被害者側交通事故専門弁護士によるブログ
過剰診療と通院(傷害)慰謝料について
過剰診療にご注意ください
最近、頚・腰椎捻挫・打撲等のいわゆるむち打ち損傷などの症状で、毎日であったりかなりの高頻度で通院されている方が増えている感がございます。
当事務所にご相談に来ていただいた方にご事情をお聞きすると、通院(傷害)慰謝料についての誤った理解がその一因となっている可能性があります。
毎日通院しても、必ずしも通院慰謝料が増えるわけではありませんし、毎日のように通院する必要性や相当性がない場合にも高頻度で通院していると、いわゆる過剰診療の問題が生じますのでご注意ください。
過剰診療の問題点
交通事故賠償実務上、治療費が認められるためには、通院の必要性及び相当性(以下「必要性等」といいます。)が認められることが必要となります。
すなわち、通院加療により症状の改善効果があること(必要性)、治療内容や通院頻度が適正であること(相当性)が認められなければなりません。
必要性等が否定され、過剰診療であるとされた場合には以下の問題が生じます。
1 治療費の自己負担
治療の必要性等が認められない場合、支払った治療費は自己負担となります。
相手方保険会社が治療費を内払いしていた場合は、慰謝料などからその分が差し引かれてしまいます。
2 被害者側の必要性等の証明責任
相手方保険会社や弁護士などから通院の必要性等が否定された場合、裁判でその必要性等を認めてもらうことになりますが、その証明責任を負うのは被害者側です。
すなわち、毎日通院していたとしたら、週2~3日の通院では不十分で、毎日通院しなければいけなかった事情や、毎日通院していたことで、より症状の改善効果などがあったことを証明しなければなりません。
その場合、主治医の先生のご見解がもっとも重視されますが、実際に主治医の先生に、高頻度で通院しなければならないことの証明にご協力いただけることはさほど多くありませんし、現実問題として、週2~3回の頻度の通院と週5回の通院頻度では、改善効果が違うということを医学的に証明することは非常に困難です。
3 早期の治療費打切りの可能性
その適否は別として、相手方任意保険会社は、自賠責の傷害部分の保険限度額である120万円に達するまでは、自賠責保険から回収可能なので、治療費や休業損害などの傷害部分の損害についても、その支払額が120万円に達するまでは、比較的問題なく内払いに応じてくれます
しかし、毎日通院して任意保険会社の治療費の支払額大きくなるほど、その分、傷害部分の限度額に達するのも早くなるので、早期の治療費の打切りにあう可能性が高くなります。

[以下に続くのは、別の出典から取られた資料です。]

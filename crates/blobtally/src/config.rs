//! Run configuration
//!
//! Loaded from an optional TOML file; CLI flags override individual fields.

use crate::inventory::{
    InventoryError, Result, RetryPolicy, TraversalConfig, DEFAULT_BYTE_BUDGET, DEFAULT_PAGE_SIZE,
    HEADER_OVERHEAD,
};
use serde::{Deserialize, Serialize};
use std::path::{Path, PathBuf};

/// Progress file name under the output root
pub const PROGRESS_FILE_NAME: &str = "progress.json";

/// Inventory run configuration
#[derive(Debug, Clone, PartialEq, Eq, Serialize, Deserialize)]
pub struct InventoryConfig {
    /// Local root for manifest chunks
    #[serde(default = "default_output_root")]
    pub output_root: PathBuf,

    /// Directory for the run log; defaults to `~/.blobtally/logs`
    #[serde(default)]
    pub log_dir: Option<PathBuf>,

    /// Root of the local storage emulator to crawl
    #[serde(default)]
    pub source_root: Option<PathBuf>,

    /// Publication target: a container URL (with SAS) or a local directory
    #[serde(default)]
    pub destination_url: Option<String>,

    /// Prepended to every destination key
    #[serde(default)]
    pub destination_prefix: String,

    /// Byte budget per chunk, header included
    #[serde(default = "default_byte_budget")]
    pub byte_budget: u64,

    /// Objects requested per listing page
    #[serde(default = "default_page_size")]
    pub page_size: usize,

    /// Progress file; defaults to `{output_root}/progress.json`
    #[serde(default)]
    pub progress_file: Option<PathBuf>,

    /// YAML account/container filter
    #[serde(default)]
    pub filter_file: Option<PathBuf>,

    #[serde(default)]
    pub retry: RetryPolicy,
}

fn default_output_root() -> PathBuf {
    blobtally_logging::blobtally_home().join("file-lists")
}

fn default_byte_budget() -> u64 {
    DEFAULT_BYTE_BUDGET
}

fn default_page_size() -> usize {
    DEFAULT_PAGE_SIZE
}

impl Default for InventoryConfig {
    fn default() -> Self {
        Self {
            output_root: default_output_root(),
            log_dir: None,
            source_root: None,
            destination_url: None,
            destination_prefix: String::new(),
            byte_budget: default_byte_budget(),
            page_size: default_page_size(),
            progress_file: None,
            filter_file: None,
            retry: RetryPolicy::default(),
        }
    }
}

impl InventoryConfig {
    /// Load configuration from a TOML file
    pub fn load(path: &Path) -> Result<Self> {
        let content = std::fs::read_to_string(path).map_err(|e| {
            InventoryError::Config(format!("Cannot read config {}: {}", path.display(), e))
        })?;
        let config: InventoryConfig =
            toml::from_str(&content).map_err(|e| InventoryError::Config(e.to_string()))?;
        config.validate()?;
        Ok(config)
    }

    /// Reject settings the crawl cannot run with
    pub fn validate(&self) -> Result<()> {
        if self.byte_budget <= HEADER_OVERHEAD {
            return Err(InventoryError::Config(format!(
                "byte_budget must exceed the {}-byte header overhead",
                HEADER_OVERHEAD
            )));
        }
        if self.page_size == 0 {
            return Err(InventoryError::Config("page_size must be positive".to_string()));
        }
        if self.retry.max_attempts == 0 {
            return Err(InventoryError::Config(
                "retry.max_attempts must be at least 1".to_string(),
            ));
        }
        Ok(())
    }

    pub fn progress_path(&self) -> PathBuf {
        self.progress_file
            .clone()
            .unwrap_or_else(|| self.output_root.join(PROGRESS_FILE_NAME))
    }

    pub fn to_traversal_config(&self) -> TraversalConfig {
        TraversalConfig {
            output_root: self.output_root.clone(),
            byte_budget: self.byte_budget,
            page_size: self.page_size,
            retry: self.retry.clone(),
        }
    }
}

原則として、通院頻度によって通院(傷害)慰謝料額は変わらない
先に述べましたとおり、毎日通院している方には、通院慰謝料についての誤解がある方もいらっしゃいます。
すなわち、よくあるホームページの記載をみて、「1日通院したら8400円の慰謝料がもらえるから、出来るだけ通院したほうが得だ。」と誤解しているのです。
確かに、自賠責保険の通院慰謝料の算定基準では、通院日数の2倍もしくは通院期間の少ない方に4200円(令和2年4月1日以降の事故については日額4300円)を乗じて算出しますので、上記の通院慰謝料が日額8400円というのは間違いではありません。
しかし、この通院慰謝料の算定方法は、あくまで自賠責保険の算定基準であり、相手方に任意保険会社がついている場合は、より高い任意保険会社基準もしくは弁護士(裁判所)基準で算定し、これらの基準では自賠責保険とは異なり、原則として通院日数ではなく通院期間で算定します 任意保険会社基準はこちら。
そして、その目安となる通院頻度は週2回程度を想定していますので、週2回の通院と週5回の通院では、通院慰謝料額は変わらないということになります。
以上のとおり、毎日通院したからといって、相手方任意保険会社との示談交渉や訴訟の場面では、週2、3回の通院と比して、必ずしも通院慰謝料が増額されるものではございませんし、上記のとおり過剰診療の問題が生じる可能性がございますので、十分ご注意ください。